Charbono, a grape most have never heard of, is making a small comeback. It wasn’t long ago that U.S. plantings had dwindled to about 10 acres. The latest available statistics show Charbono’s plantings have grown to 80 acres, all in California.
As written here before, one of the great experiences in wine enjoyment is trying new wines. It won’t be easy to find a Charbono but it is worth the effort. The wine is a very inky, dark purple with a rich red-fruit flavor. Cherry and raspberry dominate the palate with a bit of spice on the finish. The tannins, or finish, tend to be quite smooth.
Sally Ottoson, Pacific Star Winery |
The grape is interesting because of its confusing heritage. The grape was once thought to be related to Italy’s little Dolcetto grape from Piedmont. But it actually comes from the Savoie region in France. That explains how the grape migrated to Argentina along with Malbec.
The ancestral trail was tracked down by Department of Viticulture and Enology at University of California, Davis. Researchers there, the most prestigious U.S. research college for wine grapes, determined Charbono was the same grape as Bonarda and mostly likely the same grape under the names of Corbeau, Douce Noire, or Charbonneau.
There is quite a bit of Charbono grown around Calistoga in Napa Valley and some in Mendocino County. Names you might look for include: August Briggs, Turley, Chameleon, Shypoke, Joseph Laurence Shypoke, Robert Foley, Saddleback, Dunnewood, Tofanelli, Fortino, and Consentino Heitz. The wine tends to retail in the high teens to the low $30 range.
“All the winemakers in California who are bottling it have to fight over the grapes,” Sally Ottoson, Pacific Star Winery told INTOWINE.com. “But back in the ‘70’s Inglenook was doing a Charbono, and so was Parducci.
“John Parducci was really a mentor for me. I think Charbono is a very universal wine. It’s not too tannic and not too acidic — a real food friendly wine. People always ask me to describe the grape’s characteristics, but that’s a difficult thing to do because it doesn’t have a distinct flavor profile like other grapes. So I like to say, it’s like an old woman who puts perfume in the same spot every day and it kind of sinks into her skin and you get this essence that evokes memories.”
I met Sally during a press wine trip to Mendocino in January. Her stunning location on the rocky Pacific shore about 12 miles north of Fort Bragg is worth the trip alone. She makes a wide variety of wines and has worked in California wine since 1972.
Her winemaking style is blend-o-holic. “I like to add a little bit of this to a little bit of that,” she said during that visit. “We make a huge effort to make wine fun. Don’t agonize over it. I make wine the old-fashioned way. I make wine in barrels.”

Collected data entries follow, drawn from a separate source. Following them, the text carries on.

//! Offline clinical validation.
//!
//! Correlates historical indicator output against clinical-scale ground
//! truth (PHQ-9 / ISI / MMSE), bucketed by degradation state, to feed
//! recalibration of fusion weights and confidence thresholds. Never on
//! the request-serving path; failures here are logged, not raised.

use serde::{Deserialize, Serialize};
use tracing::{info, warn};

use crate::config::Config;
use crate::fusion::{AnalysisReport, IndicatorKind, IndicatorStatus};
use crate::session::SessionState;

/// Standardized clinical screening scales used as ground truth
#[derive(Debug, Clone, Copy, PartialEq, Eq, Serialize, Deserialize)]
#[serde(rename_all = "snake_case")]
pub enum ClinicalScale {
    /// Depression (0-27, higher is worse)
    Phq9,
    /// Insomnia severity (0-28, higher is worse)
    Isi,
    /// Cognitive function (0-30, higher is better)
    Mmse,
}

impl ClinicalScale {
    pub fn max_score(&self) -> f32 {
        match self {
            ClinicalScale::Phq9 => 27.0,
            ClinicalScale::Isi => 28.0,
            ClinicalScale::Mmse => 30.0,
        }
    }

    /// The indicator this scale validates
    pub fn indicator(&self) -> IndicatorKind {
        match self {
            ClinicalScale::Phq9 => IndicatorKind::DepressionRisk,
            ClinicalScale::Isi => IndicatorKind::SleepDisorder,
            ClinicalScale::Mmse => IndicatorKind::CognitiveFunction,
        }
    }

    /// Normalize a raw scale score into the indicator's [0, 1]
    /// orientation. PHQ-9 and ISI grow with risk like DRI/SDI; MMSE
    /// grows with function like CFL.
    pub fn normalized(&self, score: f32) -> f32 {
        (score / self.max_score()).clamp(0.0, 1.0)
    }
}

/// Links a historical report to one ground-truth clinical score
#[derive(Debug, Clone, Serialize, Deserialize)]
pub struct ClinicalRecord {
    pub report: AnalysisReport,
    pub scale: ClinicalScale,
    pub score: f32,
}

/// Accuracy metrics for one degradation bucket
#[derive(Debug, Clone, Default, Serialize, Deserialize)]
pub struct BucketMetrics {
    /// Records in this bucket; correlation is meaningless under ~10
    pub n: usize,
    /// Pearson correlation between indicator values and normalized
    /// clinical scores; `None` below two records or with zero variance
    pub pearson_r: Option<f32>,
    /// Mean absolute error against the normalized clinical score
    pub mae: f32,
    /// Fraction of records whose status bucket matches the bucketed
    /// clinical score
    pub status_accuracy: f32,
}

/// Validation output, bucketed by analyzer-degradation state
#[derive(Debug, Clone, Default, Serialize, Deserialize)]
pub struct ValidationMetrics {
    pub clean: BucketMetrics,
    pub degraded: BucketMetrics,
}

/// Compute validation metrics over historical records.
pub fn validate(records: &[ClinicalRecord], config: &Config) -> ValidationMetrics {
    let (degraded, clean): (Vec<_>, Vec<_>) = records
        .iter()
        .partition(|r| r.report.state == SessionState::CompleteDegraded);

    info!(
        "Validating {} records ({} clean, {} degraded)",
        records.len(),
        clean.len(),
        degraded.len()
    );

    ValidationMetrics {
        clean: bucket_metrics(&clean, config),
        degraded: bucket_metrics(&degraded, config),
    }
}

fn bucket_metrics(records: &[&ClinicalRecord], config: &Config) -> BucketMetrics {
    if records.is_empty() {
        return BucketMetrics::default();
    }

    let mut predicted = Vec::with_capacity(records.len());
    let mut truth = Vec::with_capacity(records.len());
    let mut status_hits = 0usize;

    for record in records {
        if record.score < 0.0 || record.score > record.scale.max_score() {
            warn!(
                "Skipping record with out-of-range {:?} score {}",
                record.scale, record.score
            );
            continue;
        }
        let indicator = record.report.indicator(record.scale.indicator());
        let normalized = record.scale.normalized(record.score);

        predicted.push(indicator.value);
        truth.push(normalized);

        if indicator.status == status_for(normalized, config) {
            status_hits += 1;
        }
    }

    let n = predicted.len();
    if n == 0 {
        return BucketMetrics::default();
    }

    let mae = predicted
        .iter()
        .zip(truth.iter())
        .map(|(p, t)| (p - t).abs())
        .sum::<f32>()
        / n as f32;

    BucketMetrics {
        n,
        pearson_r: pearson(&predicted, &truth),
        mae,
        status_accuracy: status_hits as f32 / n as f32,
    }
}

fn status_for(value: f32, config: &Config) -> IndicatorStatus {
    if value < config.thresholds.status_low_below {
        IndicatorStatus::Low
    } else if value >= config.thresholds.status_high_from {
        IndicatorStatus::High
    } else {
        IndicatorStatus::Medium
    }
}

/// Pearson correlation coefficient; `None` for degenerate inputs
fn pearson(a: &[f32], b: &[f32]) -> Option<f32> {
    let n = a.len();
    if n < 2 || n != b.len() {
        return None;
    }

    let mean_a = a.iter().sum::<f32>() / n as f32;
    let mean_b = b.iter().sum::<f32>() / n as f32;

    let mut cov = 0.0f32;
    let mut var_a = 0.0f32;
    let mut var_b = 0.0f32;
    for (x, y) in a.iter().zip(b.iter()) {
        let dx = x - mean_a;
        let dy = y - mean_b;
        cov += dx * dy;
        var_a += dx * dx;
        var_b += dy * dy;
    }

    if var_a < 1e-12 || var_b < 1e-12 {
        return None;
    }

    Some(cov / (var_a.sqrt() * var_b.sqrt()))
}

During the same trip I met Maria Martinson of Testa House winery. Her family settled in California in the very early 1900s as Italian immigrants. She had a beautiful Charbono that was not yet released. We tasted the fifth generation winemaker’s juice straight from the barrel.
Finding Charbono might be a challenge in the Midwest. But you can usually find a good Argentinian Bonarda at better wine shops.